外食業界に大異変…これからもう「食べられなくなる飲食店」がわかった!

大戸屋は大丈夫…なのか?
鈴木 貴博 プロフィール

閉店の「決断」

さて閉店するというのは経営側からみれば利益が上がっていないというケースなので、それは「通わなかった自分が悪い」ということになるのですが、いまの段階では閉店するか存続するかは店主の胸先次第という微妙な状況のお店が多いのが事実です。

だとしたらお店の経営を助ける意味で、好きなお店ならばこの時期思い切っていろいろと食べにでかけるべきなのではないかと私は思います。

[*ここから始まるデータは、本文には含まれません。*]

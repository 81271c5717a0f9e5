//! Polling log tail with per-subscriber cursoring.
//!
//! Each subscription owns its own loop and [`LogCursor`]; one fetch is in
//! flight at a time. Dropping the stream drops the timer and any pending
//! fetch, so nothing is emitted after the subscriber leaves.

use crate::config::LifecycleConfig;
use crate::runtime::{ContainerRuntime, LogTail};
use craftd_common::{CraftdError, LogFrame, Result};
use futures::Stream;
use std::sync::Arc;
use std::time::Duration;
use tokio::time::MissedTickBehavior;
use tracing::{debug, info};

/// Position of one subscriber in an instance's output.
#[derive(Debug)]
pub struct LogCursor {
    next_index: u64,
    tail_lines: usize,
    /// Tail window of the last emitted fetch; `None` until output was seen.
    baseline: Option<Vec<String>>,
}

impl LogCursor {
    pub fn new(tail_lines: usize) -> Self {
        Self {
            next_index: 0,
            tail_lines: tail_lines.max(1),
            baseline: None,
        }
    }

    /// Full backlog until something was emitted, then only the tail window.
    pub fn next_fetch(&self) -> LogTail {
        match self.baseline {
            Some(_) => LogTail::Lines(self.tail_lines),
            None => LogTail::All,
        }
    }

    /// Compares a fetch with the previous one and returns a frame only if
    /// it changed. The frame carries the whole fetched set, not a delta.
    pub fn observe(&mut self, lines: Vec<String>) -> Option<LogFrame> {
        let window = lines[lines.len().saturating_sub(self.tail_lines)..].to_vec();
        match &self.baseline {
            None if lines.is_empty() => return None,
            Some(previous) if *previous == window => return None,
            _ => {}
        }

        let frame = LogFrame {
            data: lines,
            index: self.next_index,
        };
        self.next_index += 1;
        self.baseline = Some(window);
        Some(frame)
    }
}

#[derive(Clone)]
pub struct LogTailPoller {
    runtime: Arc<dyn ContainerRuntime>,
    interval: Duration,
    tail_lines: usize,
}

impl LogTailPoller {
    pub fn new(runtime: Arc<dyn ContainerRuntime>, config: &LifecycleConfig) -> Self {
        Self {
            runtime,
            interval: config.log_poll_interval,
            tail_lines: config.log_tail_lines,
        }
    }

    /// Checks the instance exists, then returns its frame stream.
    pub async fn open(
        &self,
        id: &str,
    ) -> Result<impl Stream<Item = LogFrame> + Send + 'static> {
        self.runtime
            .inspect(id)
            .await
            .map_err(|e| CraftdError::LogFetchFailed {
                id: id.to_string(),
                reason: e.message(),
            })?;
        info!(container_id = %id, "Log subscription opened");
        Ok(self.subscribe(id.to_string()))
    }

    /// Poll loop for one subscriber. Failed fetches yield nothing for that
    /// tick and never end the stream.
    pub fn subscribe(&self, id: String) -> impl Stream<Item = LogFrame> + Send + 'static {
        let runtime = self.runtime.clone();
        let period = self.interval;
        let tail_lines = self.tail_lines;

        async_stream::stream! {
            let mut cursor = LogCursor::new(tail_lines);
            let mut ticker = tokio::time::interval(period);
            ticker.set_missed_tick_behavior(MissedTickBehavior::Delay);

            loop {
                ticker.tick().await;
                match runtime.logs(&id, cursor.next_fetch()).await {
                    Ok(lines) => {
                        if let Some(frame) = cursor.observe(lines) {
                            yield frame;
                        }
                    }
                    Err(e) => {
                        debug!(container_id = %id, error = %e, "Log fetch failed, skipping tick")
                    }
                }
            }
        }
    }
}

#[cfg(test)]
mod tests {
    use super::*;

    fn lines(items: &[&str]) -> Vec<String> {
        items.iter().map(|s| s.to_string()).collect()
    }

    #[test]
    fn test_first_fetch_is_full_backlog() {
        let mut cursor = LogCursor::new(100);
        assert_eq!(cursor.next_fetch(), LogTail::All);

        // Nothing seen yet, keep asking for everything
        assert!(cursor.observe(Vec::new()).is_none());
        assert_eq!(cursor.next_fetch(), LogTail::All);

        cursor.observe(lines(&["a"])).unwrap();
        assert_eq!(cursor.next_fetch(), LogTail::Lines(100));
    }

    #[test]
    fn test_identical_fetch_emits_nothing() {
        let mut cursor = LogCursor::new(100);
        let first = cursor.observe(lines(&["a", "b"])).unwrap();
        assert_eq!(first.index, 0);

        assert!(cursor.observe(lines(&["a", "b"])).is_none());
        assert!(cursor.observe(lines(&["a", "b"])).is_none());
    }

    #[test]
    fn test_changed_fetch_emits_full_set_with_next_index() {
        let mut cursor = LogCursor::new(100);
        cursor.observe(lines(&["a", "b"])).unwrap();

        let frame = cursor.observe(lines(&["a", "b", "c"])).unwrap();
        assert_eq!(frame.index, 1);
        assert_eq!(frame.data, lines(&["a", "b", "c"]));
    }

    #[test]
    fn test_tail_window_matches_full_backlog_tail() {
        let mut cursor = LogCursor::new(2);
        cursor.observe(lines(&["a", "b", "c"])).unwrap();

        // Tail fetch of the unchanged output
        assert!(cursor.observe(lines(&["b", "c"])).is_none());

        let frame = cursor.observe(lines(&["c", "d"])).unwrap();
        assert_eq!(frame.index, 1);
    }
}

二番目に最近見られるケースは新型コロナをきっかけにした閉店ではあるのですが、根っこの部分の閉店理由が事業承継が難しかったからだという事例です。2017年の暮れに生産を終えた駄菓子屋名物の「梅の花本舗」の梅ジャムがその典型ではないでしょうか(注:同じ駄菓子でタカミ製菓の梅ジャムはまだ手にはいります)。

飲食店の場合、ずっと長いことその場所で顧客に愛されてきて、だけど店主も70歳を過ぎ、体も壊してもう板場に立ちたくないという状況になった。それだけど後継者がいないというのがこういったケースの中心です。

 

これは実数としては非常に多く、しかも解決が難しい経済問題です。飯田橋で人気の「餃子の店おけ以」のように、常連客や出入り業者がその話を聞きつけて店主に変わってお店を継続してくれたというケースがないことはありません。しかし絶対数としてみれば、お店を引きつげない例の方が多いのは確かです。

一昨年末に閉店した「煮込みや なりた」というビストロの場合も、シェフの成田さんの腕で成り立っていたお店でした。常連客として本当に大好きなお店だったのですが、こればかりは代わりになる人材を見つけることもできない。このように多くの名店の場合「お店があるうちになるべく頻繁に通っておく」ということしか消費者としての対策はなさそうです。